- _DATA SHOWN_
//! Recursive-descent parser for field expressions.
//!
//! Grammar, loosest binding first:
//!
//! ```text
//! expr      := conj (OR conj)*
//! conj      := NOT conj | predicate (AND conj)?
//! predicate := sum [ cmp sum
//!                  | [NOT] IN '(' expr (',' expr)* ')'
//!                  | [NOT] (LIKE | ILIKE) sum
//!                  | BETWEEN sum AND sum
//!                  | IS [NOT] NULL
//!                  | IS offset units ]
//! sum       := product (('+' | '-') product)*
//! product   := unary (('*' | '/') unary)*
//! unary     := '-' unary | primary
//! primary   := literal | column | name '(' args ')' | '(' expr ')'
//!            | '{{' expr '}}'
//! ```
//!
//! `NOT` takes everything to its right that is joined by `AND`, so
//! `NOT a AND b` means `NOT (a AND b)`.

use crate::ast::{ArithOp, CompareOp, Expr, ExprKind, LiteralValue};
use crate::error::Diagnostic;
use crate::lexer::{Lexer, Token, TokenKind};

/// Parse expression text into an AST.
pub fn parse(input: &str) -> Result<Expr, Diagnostic> {
    let tokens = Lexer::new(input).tokenize()?;
    let mut parser = Parser { tokens, pos: 0 };
    if parser.peek().kind == TokenKind::Eof {
        return Err(Diagnostic::at("Expression is empty", 0));
    }
    let expr = parser.parse_or()?;
    let tail = parser.peek();
    if tail.kind != TokenKind::Eof {
        return Err(Diagnostic::at(
            format!("Unexpected {}", tail.kind.describe()),
            tail.pos,
        ));
    }
    Ok(expr)
}

struct Parser {
    tokens: Vec<Token>,
    pos: usize,
}

impl Parser {
    fn peek(&self) -> &Token {
        // tokenize() always ends with Eof, and we never advance past it
        &self.tokens[self.pos.min(self.tokens.len() - 1)]
    }

    fn peek_kind_at(&self, offset: usize) -> &TokenKind {
        let idx = (self.pos + offset).min(self.tokens.len() - 1);
        &self.tokens[idx].kind
    }

    fn advance(&mut self) -> Token {
        let tok = self.peek().clone();
        if tok.kind != TokenKind::Eof {
            self.pos += 1;
        }
        tok
    }

    fn eat(&mut self, kind: &TokenKind) -> bool {
        if &self.peek().kind == kind {
            self.advance();
            true
        } else {
            false
        }
    }

    fn expect(&mut self, kind: &TokenKind) -> Result<Token, Diagnostic> {
        if &self.peek().kind == kind {
            Ok(self.advance())
        } else {
            let tok = self.peek();
            Err(Diagnostic::at(
                format!("Expected {} but found {}", kind.describe(), tok.kind.describe()),
                tok.pos,
            ))
        }
    }

    fn parse_or(&mut self) -> Result<Expr, Diagnostic> {
        let mut left = self.parse_conj()?;
        while self.eat(&TokenKind::Or) {
            let right = self.parse_conj()?;
            let pos = left.pos;
            left = Expr::new(ExprKind::Or(Box::new(left), Box::new(right)), pos);
        }
        Ok(left)
    }

    fn parse_conj(&mut self) -> Result<Expr, Diagnostic> {
        if self.peek().kind == TokenKind::Not {
            let pos = self.advance().pos;
            let inner = self.parse_conj()?;
            return Ok(Expr::new(ExprKind::Not(Box::new(inner)), pos));
        }
        let left = self.parse_predicate()?;
        if self.eat(&TokenKind::And) {
            let right = self.parse_conj()?;
            let pos = left.pos;
            return Ok(Expr::new(ExprKind::And(Box::new(left), Box::new(right)), pos));
        }
        Ok(left)
    }

    fn parse_predicate(&mut self) -> Result<Expr, Diagnostic> {
        let left = self.parse_sum()?;
        let pos = left.pos;

        let cmp = match self.peek().kind {
            TokenKind::Eq => Some(CompareOp::Eq),
            TokenKind::NotEq => Some(CompareOp::Ne),
            TokenKind::Lt => Some(CompareOp::Lt),
            TokenKind::Lte => Some(CompareOp::Lte),
            TokenKind::Gt => Some(CompareOp::Gt),
            TokenKind::Gte => Some(CompareOp::Gte),
            _ => None,
        };
        if let Some(op) = cmp {
            self.advance();
            let right = self.parse_sum()?;
            return Ok(Expr::new(
                ExprKind::Compare {
                    op,
                    left: Box::new(left),
                    right: Box::new(right),
                },
                pos,
            ));
        }

        // NOT only reaches here as a postfix negation: `x NOT IN (...)`
        let negated = self.peek().kind == TokenKind::Not
            && matches!(
                self.peek_kind_at(1),
                TokenKind::In | TokenKind::Like | TokenKind::ILike
            );
        if negated {
            self.advance();
        }

        match self.peek().kind {
            TokenKind::In => {
                self.advance();
                self.expect(&TokenKind::LParen)?;
                let mut list = vec![self.parse_or()?];
                while self.eat(&TokenKind::Comma) {
                    if self.peek().kind == TokenKind::RParen {
                        break;
                    }
                    list.push(self.parse_or()?);
                }
                self.expect(&TokenKind::RParen)?;
                Ok(Expr::new(
                    ExprKind::In {
                        expr: Box::new(left),
                        list,
                        negated,
                    },
                    pos,
                ))
            }
            TokenKind::Like | TokenKind::ILike => {
                let case_insensitive = self.advance().kind == TokenKind::ILike;
                let pattern = self.parse_sum()?;
                Ok(Expr::new(
                    ExprKind::Like {
                        expr: Box::new(left),
                        pattern: Box::new(pattern),
                        case_insensitive,
                        negated,
                    },
                    pos,
                ))
            }
            TokenKind::Between => {
                self.advance();
                let low = self.parse_sum()?;
                self.expect(&TokenKind::And)?;
                let high = self.parse_sum()?;
                Ok(Expr::new(
                    ExprKind::Between {
                        expr: Box::new(left),
                        low: Box::new(low),
                        high: Box::new(high),
                    },
                    pos,
                ))
            }
            TokenKind::Is => {
                self.advance();
                self.parse_is(left)
            }
            _ => Ok(left),
        }
    }

    fn parse_is(&mut self, left: Expr) -> Result<Expr, Diagnostic> {
        let pos = left.pos;
        let negated = self.eat(&TokenKind::Not);
        if self.eat(&TokenKind::Null) {
            return Ok(Expr::new(
                ExprKind::IsNull {
                    expr: Box::new(left),
                    negated,
                },
                pos,
            ));
        }
        let tok = self.advance();
        match (negated, tok.kind, self.peek().kind.clone()) {
            (false, TokenKind::Ident(offset), TokenKind::Ident(units)) => {
                self.advance();
                Ok(Expr::new(
                    ExprKind::IsRange {
                        expr: Box::new(left),
                        offset,
                        units,
                        offset_pos: tok.pos,
                    },
                    pos,
                ))
            }
            (_, kind, _) => Err(Diagnostic::at(
                format!("Expected NULL or a date range but found {}", kind.describe()),
                tok.pos,
            )),
        }
    }

    fn parse_sum(&mut self) -> Result<Expr, Diagnostic> {
        let mut left = self.parse_product()?;
        loop {
            let op = match self.peek().kind {
                TokenKind::Plus => ArithOp::Add,
                TokenKind::Minus => ArithOp::Sub,
                _ => return Ok(left),
            };
            self.advance();
            let right = self.parse_product()?;
            let pos = left.pos;
            left = Expr::new(
                ExprKind::Arith {
                    op,
                    left: Box::new(left),
                    right: Box::new(right),
                },
                pos,
            );
        }
    }

    fn parse_product(&mut self) -> Result<Expr, Diagnostic> {
        let mut left = self.parse_unary()?;
        loop {
            let op = match self.peek().kind {
                TokenKind::Star => ArithOp::Mul,
                TokenKind::Slash => ArithOp::Div,
                _ => return Ok(left),
            };
            self.advance();
            let right = self.parse_unary()?;
            let pos = left.pos;
            left = Expr::new(
                ExprKind::Arith {
                    op,
                    left: Box::new(left),
                    right: Box::new(right),
                },
                pos,
            );
        }
    }

    fn parse_unary(&mut self) -> Result<Expr, Diagnostic> {
        if self.peek().kind == TokenKind::Minus {
            let pos = self.advance().pos;
            let inner = self.parse_unary()?;
            return Ok(Expr::new(ExprKind::Neg(Box::new(inner)), pos));
        }
        self.parse_primary()
    }

    fn parse_primary(&mut self) -> Result<Expr, Diagnostic> {
        let tok = self.advance();
        let pos = tok.pos;
        let lit = |v| Ok(Expr::new(ExprKind::Literal(v), pos));
        match tok.kind {
            TokenKind::Int(n) => lit(LiteralValue::Int(n)),
            TokenKind::Float(f) => lit(LiteralValue::Float(f)),
            TokenKind::Str(s) => lit(LiteralValue::Str(s)),
            TokenKind::True => lit(LiteralValue::Bool(true)),
            TokenKind::False => lit(LiteralValue::Bool(false)),
            TokenKind::Null => lit(LiteralValue::Null),
            TokenKind::Column(name) => Ok(Expr::new(ExprKind::Column(name), pos)),
            TokenKind::Star => Ok(Expr::new(ExprKind::Star, pos)),
            TokenKind::Ident(name) => {
                if self.eat(&TokenKind::LParen) {
                    let args = self.parse_args()?;
                    Ok(Expr::new(ExprKind::Call { name, args }, pos))
                } else {
                    Ok(Expr::new(ExprKind::Column(name), pos))
                }
            }
            TokenKind::LParen => {
                let inner = self.parse_or()?;
                self.expect(&TokenKind::RParen)?;
                Ok(inner)
            }
            TokenKind::OpenTotal => {
                let inner = self.parse_or()?;
                self.expect(&TokenKind::CloseTotal)?;
                Ok(Expr::new(ExprKind::Total(Box::new(inner)), pos))
            }
            TokenKind::Reference(name) => Err(Diagnostic::at(
                format!("@{name} must be expanded before parsing"),
                pos,
            )),
            other => Err(Diagnostic::at(
                format!("Unexpected {}", other.describe()),
                pos,
            )),
        }
    }

    /// Arguments after the opening parenthesis, through the closing one.
    fn parse_args(&mut self) -> Result<Vec<Expr>, Diagnostic> {
        let mut args = Vec::new();
        if self.eat(&TokenKind::RParen) {
            return Ok(args);
        }
        loop {
            args.push(self.parse_or()?);
            if self.eat(&TokenKind::Comma) {
                continue;
            }
            self.expect(&TokenKind::RParen)?;
            return Ok(args);
        }
    }
}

- _DIRECTIONS_
Lines above that have "pattern": copy each of them.

- _OUTPUT_
                let pattern = self.parse_sum()?;
                        pattern: Box::new(pattern),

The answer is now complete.